TASK DESCRIPTION: Your answer must be a single number: how many lines of the data include "CacheError".

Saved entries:

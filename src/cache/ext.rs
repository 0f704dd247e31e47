//! Helpers layered over any [`DiscordCache`], including channel permissions.

use async_trait::async_trait;

use super::DiscordCache;
use crate::error::{CacheError, EntityKind, Result};
use crate::model::{channel_permissions, Channel, Guild, Permissions, Role, User};

/// Strict accessors over any backend: a miss is a `NotFound` error.
#[async_trait]
pub trait DiscordCacheExt: DiscordCache {
    async fn get_guild(&self, guild_id: u64) -> Result<Guild> {
        self.try_get_guild(guild_id)
            .await?
            .ok_or_else(|| CacheError::not_found(EntityKind::Guild, guild_id))
    }

    async fn get_channel(&self, guild_id: Option<u64>, channel_id: u64) -> Result<Channel> {
        self.try_get_channel(guild_id, channel_id)
            .await?
            .ok_or_else(|| CacheError::not_found(EntityKind::Channel, channel_id))
    }

    async fn get_user(&self, user_id: u64) -> Result<User> {
        self.try_get_user(user_id)
            .await?
            .ok_or_else(|| CacheError::not_found(EntityKind::User, user_id))
    }

    async fn get_role(&self, role_id: u64) -> Result<Role> {
        self.try_get_role(role_id)
            .await?
            .ok_or_else(|| CacheError::not_found(EntityKind::Role, role_id))
    }

    /// The channel itself, or the parent of a thread.
    async fn root_channel(&self, guild_id: Option<u64>, channel_id: u64) -> Result<Channel> {
        let channel = self.get_channel(guild_id, channel_id).await?;

        match channel.parent_id {
            Some(parent_id) if channel.is_thread() => self.get_channel(guild_id, parent_id).await,
            _ => Ok(channel),
        }
    }

    /// Effective permissions of `user_id` in a channel.
    ///
    /// Uncached and guildless channels count as DMs. `member_roles` is `None`
    /// for users that have no member object in the guild.
    async fn permissions_for(
        &self,
        guild_id: Option<u64>,
        channel_id: u64,
        user_id: u64,
        member_roles: Option<&[u64]>,
    ) -> Result<Permissions> {
        let Some(channel) = self.try_get_channel(guild_id, channel_id).await? else {
            return Ok(Permissions::DM);
        };
        let Some(guild_id) = channel.guild_id else {
            return Ok(Permissions::DM);
        };

        let root = if channel.is_thread() {
            self.root_channel(Some(guild_id), channel_id).await?
        } else {
            channel
        };
        let guild = self.get_guild(guild_id).await?;

        Ok(channel_permissions(&guild, &root, user_id, member_roles))
    }

    /// Our own permissions in a channel.
    async fn permissions_in(&self, guild_id: Option<u64>, channel_id: u64) -> Result<Permissions> {
        let channel = self.root_channel(guild_id, channel_id).await?;
        let Some(guild_id) = channel.guild_id else {
            return Ok(Permissions::DM);
        };

        let user_id = self.own_user().await?.ok_or(CacheError::OwnUserUnknown)?;
        let member = self.try_get_self_member(guild_id).await?;

        self.permissions_for(Some(guild_id), channel_id, user_id, member.as_ref().map(|m| m.roles.as_slice()))
            .await
    }
}

impl<T: DiscordCache + ?Sized> DiscordCacheExt for T {}

#[cfg(test)]
mod tests {
    use super::*;
    use crate::cache::InMemoryCache;
    use crate::model::{ChannelType, Overwrite, OverwriteType, PremiumTier, SelfMember};

    const GUILD: u64 = 1;
    const OWNER: u64 = 2;
    const USER: u64 = 5;
    const MOD_ROLE: u64 = 7;

    fn channel(id: u64, kind: ChannelType, parent_id: Option<u64>) -> Channel {
        Channel {
            id,
            guild_id: Some(GUILD),
            kind,
            position: None,
            name: None,
            permission_overwrites: Vec::new(),
            recipients: None,
            parent_id,
        }
    }

    fn role(id: u64, permissions: Permissions) -> Role {
        Role {
            id,
            name: format!("role{id}"),
            position: 0,
            permissions: permissions.bits(),
            mentionable: false,
        }
    }

    fn overwrite(id: u64, kind: OverwriteType, allow: Permissions, deny: Permissions) -> Overwrite {
        Overwrite {
            id,
            kind,
            allow: allow.bits(),
            deny: deny.bits(),
        }
    }

    /// A guild where @everyone can view and send, and the mod role can also
    /// manage messages.
    async fn guild_cache(overwrites: Vec<Overwrite>) -> InMemoryCache {
        let cache = InMemoryCache::new();
        cache
            .save_guild(&Guild {
                id: GUILD,
                name: "g".to_string(),
                owner_id: OWNER,
                premium_tier: PremiumTier::None,
                roles: vec![
                    role(GUILD, Permissions::VIEW_CHANNEL | Permissions::SEND_MESSAGES | Permissions::EMBED_LINKS),
                    role(MOD_ROLE, Permissions::MANAGE_MESSAGES),
                    role(8, Permissions::ADMINISTRATOR),
                ],
            })
            .await
            .unwrap();

        let mut text = channel(10, ChannelType::GuildText, None);
        text.permission_overwrites = overwrites;
        cache.save_channel(&text).await.unwrap();
        cache
    }

    #[tokio::test]
    async fn test_strict_getters_fail_on_miss() {
        let cache = InMemoryCache::new();

        assert!(cache.get_guild(1).await.unwrap_err().is_not_found());
        assert!(cache.get_channel(None, 1).await.unwrap_err().is_not_found());
        assert!(cache.get_user(1).await.unwrap_err().is_not_found());
        assert!(cache.get_role(1).await.unwrap_err().is_not_found());
    }

    #[tokio::test]
    async fn test_root_channel_resolves_thread_parent() {
        let cache = InMemoryCache::new();
        let text = channel(2, ChannelType::GuildText, Some(9));
        cache.save_channel(&text).await.unwrap();
        cache
            .save_channel(&channel(3, ChannelType::PublicThread, Some(2)))
            .await
            .unwrap();

        assert_eq!(cache.root_channel(Some(1), 3).await.unwrap(), text);
        // Category parents are not followed for regular channels.
        assert_eq!(cache.root_channel(Some(1), 2).await.unwrap(), text);
    }

    #[tokio::test]
    async fn test_works_through_trait_object() {
        let cache: std::sync::Arc<dyn DiscordCache> = std::sync::Arc::new(InMemoryCache::new());
        cache.save_own_user(1).await.unwrap();

        assert!(cache.get_guild(5).await.is_err());
    }

    #[tokio::test]
    async fn test_dm_and_uncached_channels_get_dm_permissions() {
        let cache = InMemoryCache::new();
        cache.save_dm_channel_stub(20).await.unwrap();

        assert_eq!(cache.permissions_for(None, 20, USER, None).await.unwrap(), Permissions::DM);
        assert_eq!(cache.permissions_for(None, 21, USER, None).await.unwrap(), Permissions::DM);
    }

    #[tokio::test]
    async fn test_owner_gets_everything() {
        let deny_all = overwrite(GUILD, OverwriteType::Role, Permissions::empty(), Permissions::ALL);
        let cache = guild_cache(vec![deny_all]).await;

        let perms = cache.permissions_for(Some(GUILD), 10, OWNER, Some(&[])).await.unwrap();

        assert_eq!(perms, Permissions::ALL);
    }

    #[tokio::test]
    async fn test_everyone_role_applies_to_members() {
        let cache = guild_cache(Vec::new()).await;

        let plain = cache.permissions_for(Some(GUILD), 10, USER, Some(&[])).await.unwrap();
        let moderator = cache.permissions_for(Some(GUILD), 10, USER, Some(&[MOD_ROLE])).await.unwrap();

        assert_eq!(
            plain,
            Permissions::VIEW_CHANNEL | Permissions::SEND_MESSAGES | Permissions::EMBED_LINKS
        );
        assert_eq!(moderator, plain | Permissions::MANAGE_MESSAGES);
    }

    #[tokio::test]
    async fn test_memberless_user_gets_everyone_only() {
        let deny_view = overwrite(GUILD, OverwriteType::Role, Permissions::empty(), Permissions::VIEW_CHANNEL);
        let cache = guild_cache(vec![deny_view]).await;

        let perms = cache.permissions_for(Some(GUILD), 10, USER, None).await.unwrap();

        assert!(perms.contains(Permissions::VIEW_CHANNEL));
        assert!(!perms.contains(Permissions::MANAGE_MESSAGES));
    }

    #[tokio::test]
    async fn test_administrator_ignores_overwrites() {
        let deny_view = overwrite(GUILD, OverwriteType::Role, Permissions::empty(), Permissions::VIEW_CHANNEL);
        let cache = guild_cache(vec![deny_view]).await;

        let perms = cache.permissions_for(Some(GUILD), 10, USER, Some(&[8])).await.unwrap();

        assert_eq!(perms, Permissions::ALL);
    }

    #[tokio::test]
    async fn test_overwrites_apply_everyone_then_roles_then_member() {
        let cache = guild_cache(vec![
            overwrite(USER, OverwriteType::Member, Permissions::ATTACH_FILES, Permissions::empty()),
            overwrite(MOD_ROLE, OverwriteType::Role, Permissions::SEND_MESSAGES, Permissions::ATTACH_FILES),
            overwrite(GUILD, OverwriteType::Role, Permissions::ATTACH_FILES, Permissions::SEND_MESSAGES),
        ])
        .await;

        let everyone_only = cache.permissions_for(Some(GUILD), 10, 6, Some(&[])).await.unwrap();
        let member = cache.permissions_for(Some(GUILD), 10, USER, Some(&[MOD_ROLE])).await.unwrap();

        // @everyone denies send, so attach and embed go with it.
        assert_eq!(everyone_only, Permissions::VIEW_CHANNEL);
        assert!(member.contains(Permissions::SEND_MESSAGES));
        assert!(member.contains(Permissions::ATTACH_FILES));
        assert!(member.contains(Permissions::EMBED_LINKS));
    }

    #[tokio::test]
    async fn test_no_view_strips_dependent_permissions() {
        let deny_view = overwrite(GUILD, OverwriteType::Role, Permissions::empty(), Permissions::VIEW_CHANNEL);
        let cache = guild_cache(vec![deny_view]).await;

        let perms = cache.permissions_for(Some(GUILD), 10, USER, Some(&[MOD_ROLE])).await.unwrap();

        assert_eq!(perms, Permissions::empty());
    }

    #[tokio::test]
    async fn test_no_send_strips_send_dependent_permissions() {
        let deny_send = overwrite(GUILD, OverwriteType::Role, Permissions::empty(), Permissions::SEND_MESSAGES);
        let cache = guild_cache(vec![deny_send]).await;

        let perms = cache.permissions_for(Some(GUILD), 10, USER, Some(&[MOD_ROLE])).await.unwrap();

        assert_eq!(perms, Permissions::VIEW_CHANNEL | Permissions::MANAGE_MESSAGES);
    }

    #[tokio::test]
    async fn test_thread_uses_parent_overwrites() {
        let deny_view = overwrite(GUILD, OverwriteType::Role, Permissions::empty(), Permissions::VIEW_CHANNEL);
        let cache = guild_cache(vec![deny_view]).await;
        cache
            .save_channel(&channel(11, ChannelType::PublicThread, Some(10)))
            .await
            .unwrap();

        let perms = cache.permissions_for(Some(GUILD), 11, USER, Some(&[])).await.unwrap();

        assert_eq!(perms, Permissions::empty());
    }

    #[tokio::test]
    async fn test_uncached_guild_is_not_found() {
        let cache = InMemoryCache::new();
        cache.save_channel(&channel(10, ChannelType::GuildText, None)).await.unwrap();

        let err = cache.permissions_for(Some(GUILD), 10, USER, Some(&[])).await.unwrap_err();

        assert!(err.is_not_found());
    }

    #[tokio::test]
    async fn test_permissions_in_uses_self_member() {
        let cache = guild_cache(Vec::new()).await;
        assert!(matches!(
            cache.permissions_in(Some(GUILD), 10).await.unwrap_err(),
            CacheError::OwnUserUnknown
        ));

        cache.save_own_user(USER).await.unwrap();
        cache
            .save_self_member(GUILD, &SelfMember { roles: vec![MOD_ROLE] })
            .await
            .unwrap();

        let perms = cache.permissions_in(Some(GUILD), 10).await.unwrap();

        assert!(perms.contains(Permissions::MANAGE_MESSAGES));
        assert!(perms.contains(Permissions::SEND_MESSAGES));
    }
}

RESPONSE TO THIS EXERCISE: 7